Another way the air bed excels is for couples. If the mattress has two air chambers, partners can each fine-tune the bed according to their individual needs. Memory foam may be more suitable for singles or bed partners with similar comfort preferences, while air beds are better for those who like different firmnesses, or whose weight differs dramatically.
Motion transfer and noise
Both memory foam and adjustable air beds are good at minimizing motion transfer. Because memory foam contains no moving parts and conforms to a sleeper’s body, there’s no bounce or disturbance when one person shifts around in bed. Memory foam is also virtually silent.
However, it is usually easier to move around and change position on an air bed than on a foam bed, due to the sinking” that can occur with foam. Air beds, because they contain mechanical components, can also be noisier, especially when they are being inflated or deflated.
Memory foam is known to “sleep hot” due to its thickness and body-conforming properties.
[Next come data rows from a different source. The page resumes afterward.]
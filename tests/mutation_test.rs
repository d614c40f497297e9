use admin_panel::mutation::{ResourceListing, ResourceMutationService};
use admin_panel::resource::{Resource, ViewContext};
use async_trait::async_trait;
use panel_framework::mock::{create_channel_transport, expect_request, MockStore, MockTransport};
use panel_framework::{EventBus, EventKind, HttpTransport, Method, PanelConfig, PanelError, Response};
use serde_json::json;
use std::sync::atomic::{AtomicUsize, Ordering};
use std::sync::{Arc, Mutex};

/// A listing with a fixed selection that counts refreshes.
#[derive(Default)]
struct FakeListing {
    selected: Vec<Resource>,
    refreshes: AtomicUsize,
    fail_refresh: bool,
}

#[async_trait]
impl ResourceListing for FakeListing {
    async fn refresh(&self) -> Result<(), PanelError> {
        self.refreshes.fetch_add(1, Ordering::SeqCst);
        if self.fail_refresh {
            return Err(PanelError::Rejected {
                status: 500,
                message: "listing unavailable".into(),
            });
        }
        Ok(())
    }

    fn selected_resources(&self) -> Vec<Resource> {
        self.selected.clone()
    }
}

/// Records every event name emitted on the bus.
fn record_events(events: &EventBus) -> (Arc<Mutex<Vec<&'static str>>>, Vec<panel_framework::Subscription>) {
    let seen = Arc::new(Mutex::new(Vec::new()));
    let subscriptions = [EventKind::ResourcesDeleted, EventKind::ResourcesDetached, EventKind::ResourcesRestored]
        .into_iter()
        .map(|kind| {
            let seen = seen.clone();
            events.subscribe(kind, move |event| seen.lock().unwrap().push(event.name()))
        })
        .collect();
    (seen, subscriptions)
}

fn service(
    transport: Arc<dyn HttpTransport>,
    listing: Arc<FakeListing>,
    view: ViewContext,
    events: EventBus,
) -> ResourceMutationService {
    let store = MockStore::new();
    store.set_getter(format!("{}/currentEncodedFilters", view.resource_name), "ZmlsdGVycw==");
    ResourceMutationService::new(&PanelConfig::default(), transport, listing, Arc::new(store), events, view)
}

#[tokio::test]
async fn deleting_three_selected_rows_sends_one_request() {
    let mock = MockTransport::new();
    mock.expect(Method::Delete, "/api/users").return_ok(json!({ "deleted": 3 }));
    let listing = Arc::new(FakeListing {
        selected: vec![Resource::new(1u64), Resource::new(2u64), Resource::new(3u64)],
        ..FakeListing::default()
    });
    let events = EventBus::new();
    let (seen, _subscriptions) = record_events(&events);
    let service = service(Arc::new(mock.clone()), listing.clone(), ViewContext::new("users").search("ali"), events);

    service.open_delete_modal();
    service.delete_selected_resources().await.unwrap();

    mock.verify();
    let request = &mock.requests()[0];
    assert_eq!(request.params["resources"], json!([1, 2, 3]));
    assert_eq!(request.params["search"], json!("ali"));
    assert_eq!(request.params["filters"], json!("ZmlsdGVycw=="));
    assert_eq!(request.params["trashed"], json!(""));
    assert_eq!(*seen.lock().unwrap(), vec!["resources-deleted"]);
    assert_eq!(listing.refreshes.load(Ordering::SeqCst), 1);
    assert!(!service.delete_modal_open());
}

#[tokio::test]
async fn many_to_many_deletes_become_detaches() {
    let resources = vec![Resource::via_pivot(1u64, 9u64), Resource::new(2u64)];

    // Routed through delete.
    let routed = MockTransport::new();
    routed.expect(Method::Delete, "/api/users/detach").return_ok(json!({}));
    routed.expect(Method::Delete, "/api/users/detach").return_ok(json!({}));
    let view = ViewContext::new("users")
        .via("roles", 4u64, "users")
        .relationship_type("belongsToMany");
    let events = EventBus::new();
    let (seen, _subscriptions) = record_events(&events);
    let via_delete = service(Arc::new(routed.clone()), Arc::default(), view.clone(), events);

    via_delete.delete_resources(&resources).await.unwrap();
    via_delete.delete_all_matching_resources().await.unwrap();

    // Called directly.
    let direct = MockTransport::new();
    direct.expect(Method::Delete, "/api/users/detach").return_ok(json!({}));
    let detach = service(Arc::new(direct.clone()), Arc::default(), view, EventBus::new());
    detach.detach_resources(&resources).await.unwrap();

    routed.verify();
    direct.verify();
    assert_eq!(routed.requests()[0], direct.requests()[0]);
    assert_eq!(routed.requests()[0].params["pivots"], json!([9]));
    assert_eq!(routed.requests()[0].params["viaResourceId"], json!(4));
    assert_eq!(routed.requests()[1].params["resources"], json!("all"));
    assert_eq!(*seen.lock().unwrap(), vec!["resources-detached", "resources-detached"]);
}

#[tokio::test]
async fn force_delete_and_restore_are_never_redirected() {
    let mock = MockTransport::new();
    mock.expect(Method::Delete, "/api/users/force").return_ok(json!({}));
    mock.expect(Method::Put, "/api/users/restore").return_ok(json!({}));
    let view = ViewContext::new("users")
        .via("roles", 4u64, "users")
        .relationship_type("belongsToMany");
    let events = EventBus::new();
    let (seen, _subscriptions) = record_events(&events);
    let service = service(Arc::new(mock.clone()), Arc::default(), view, events);

    service.force_delete_resources(&[Resource::new(5u64)]).await.unwrap();
    service.restore_resources(&[Resource::new(5u64)]).await.unwrap();

    mock.verify();
    assert_eq!(*seen.lock().unwrap(), vec!["resources-deleted", "resources-restored"]);
}

#[tokio::test]
async fn all_matching_variants_use_the_lens_endpoints() {
    let mock = MockTransport::new();
    mock.expect(Method::Delete, "/api/users/lens/active-users").return_ok(json!({}));
    mock.expect(Method::Delete, "/api/users/lens/active-users/force").return_ok(json!({}));
    mock.expect(Method::Put, "/api/users/lens/active-users/restore").return_ok(json!({}));
    mock.expect(Method::Delete, "/api/users").return_ok(json!({}));
    let service = service(
        Arc::new(mock.clone()),
        Arc::default(),
        ViewContext::new("users").lens("active-users"),
        EventBus::new(),
    );

    service.delete_all_matching_resources().await.unwrap();
    service.force_delete_all_matching_resources().await.unwrap();
    service.restore_all_matching_resources().await.unwrap();
    // Explicit lists ignore the lens.
    service.delete_resources(&[Resource::new(1u64)]).await.unwrap();

    mock.verify();
    assert!(mock.requests()[..3].iter().all(|r| r.params["resources"] == json!("all")));
}

#[tokio::test]
async fn a_callback_replaces_the_refresh() {
    let mock = MockTransport::new();
    mock.expect(Method::Delete, "/api/users").return_ok(json!({}));
    let listing = Arc::new(FakeListing::default());
    let events = EventBus::new();
    let (seen, _subscriptions) = record_events(&events);
    let service = service(Arc::new(mock), listing.clone(), ViewContext::new("users"), events);
    let called = Arc::new(AtomicUsize::new(0));

    let counter = called.clone();
    service
        .delete_resources_with(&[Resource::new(1u64)], || async move {
            counter.fetch_add(1, Ordering::SeqCst);
            Ok(())
        })
        .await
        .unwrap();

    assert_eq!(called.load(Ordering::SeqCst), 1);
    assert_eq!(listing.refreshes.load(Ordering::SeqCst), 0);
    assert_eq!(*seen.lock().unwrap(), vec!["resources-deleted"]);
}

#[tokio::test]
async fn rejection_closes_the_modal_without_refresh_or_event() {
    let mock = MockTransport::new();
    mock.expect(Method::Delete, "/api/users").return_err(PanelError::AuthorizationDenied);
    mock.expect(Method::Put, "/api/users/restore").return_err(PanelError::NotFound("users".into()));
    let listing = Arc::new(FakeListing::default());
    let events = EventBus::new();
    let (seen, _subscriptions) = record_events(&events);
    let service = service(Arc::new(mock.clone()), listing.clone(), ViewContext::new("users"), events);

    service.open_delete_modal();
    let denied = service.delete_resources(&[Resource::new(1u64)]).await;
    service.open_restore_modal();
    let missing = service.restore_resources(&[Resource::new(1u64)]).await;

    assert_eq!(denied, Err(PanelError::AuthorizationDenied));
    assert_eq!(missing.map_err(|e| e.status()), Err(404));
    assert!(!service.delete_modal_open());
    assert!(!service.restore_modal_open());
    assert_eq!(listing.refreshes.load(Ordering::SeqCst), 0);
    assert!(seen.lock().unwrap().is_empty());
    mock.verify();
}

#[tokio::test]
async fn failed_refresh_still_closes_the_modal() {
    let mock = MockTransport::new();
    mock.expect(Method::Delete, "/api/users/force").return_ok(json!({}));
    let listing = Arc::new(FakeListing {
        fail_refresh: true,
        ..FakeListing::default()
    });
    let events = EventBus::new();
    let (seen, _subscriptions) = record_events(&events);
    let service = service(Arc::new(mock), listing, ViewContext::new("users"), events);

    service.open_delete_modal();
    assert!(service.force_delete_resources(&[Resource::new(1u64)]).await.is_err());

    assert!(!service.delete_modal_open());
    assert!(seen.lock().unwrap().is_empty());
}

#[tokio::test]
async fn a_second_mutation_waits_for_the_first_to_settle() {
    let (transport, mut requests) = create_channel_transport(4);
    let listing = Arc::new(FakeListing::default());
    let service = Arc::new(service(Arc::new(transport), listing, ViewContext::new("users"), EventBus::new()));

    service.open_delete_modal();
    let first = tokio::spawn({
        let service = service.clone();
        async move { service.delete_resources(&[Resource::new(1u64)]).await }
    });

    let (request, responder) = expect_request(&mut requests).await.expect("Expected a request");
    assert_eq!(request.url, "/api/users");
    assert!(service.delete_modal_open(), "modal stays open while in flight");

    let second = service.force_delete_resources(&[Resource::new(2u64)]).await;
    assert_eq!(second, Err(PanelError::MutationInFlight));

    responder.send(Ok(Response::ok(json!({})))).unwrap();
    first.await.unwrap().unwrap();
    assert!(!service.delete_modal_open());
}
For this reason, newer versions are often infused with gels, or copper or graphite elements, which help to dissipate heat.
Air beds are generally considered to be temperature-neutral, though the materials in the comfort layers, like memory foam or latex, can affect how warm or cool they sleep.
Memory foam mattresses with petroleum components can release volatile organic compounds (VOCs), a byproduct of the manufacturing process that causes the chemical smell known as “off-gassing.” Not all memory foam off-gasses. Mattresses that carry the Certi-PUR label, for example, are verified as low-VOC and free of toxic chemicals. (Learn more about off-gassing and mattress chemicals here.)
Off-gassing is not usually a problem with adjustable air beds, though depending on manufacturer and quality there have been reports of a “rubbery” smell, most likely from the material used to make the air chambers.
How long they last
Memory foam can start to sag over time, depending on the construction and the density of the foam used in the mattress. A quality memory foam mattress should last seven to 10 years or more. (Saatva’s Loom & Leaf mattress is warrantied for 15 years.)
Because an adjustable air bed contains mechanical components, like the pump and motor, it’s inevitable that you may have to replace parts at some point. Air beds are typically warrantied for 10 to 30 years, but usually only the first two to three years are fully covered; after that, owners are often required to pay a percentage of the cost of replacement parts. That said, the ability to replace parts means the mattress may last longer than other types.
According to tuck.com, an independent mattress review site, the average lifespan of an adjustable air bed is around eight years.
How much they cost
Memory foam mattresses run the gamut when it comes to price. Some bed-in-a-box models cost as little as $300 or $400, while high-end and luxury memory foam mattresses can cost $1,000 or more.
Air beds are among the costliest mattresses available, starting at $1,000 and going up to $3,000 or more.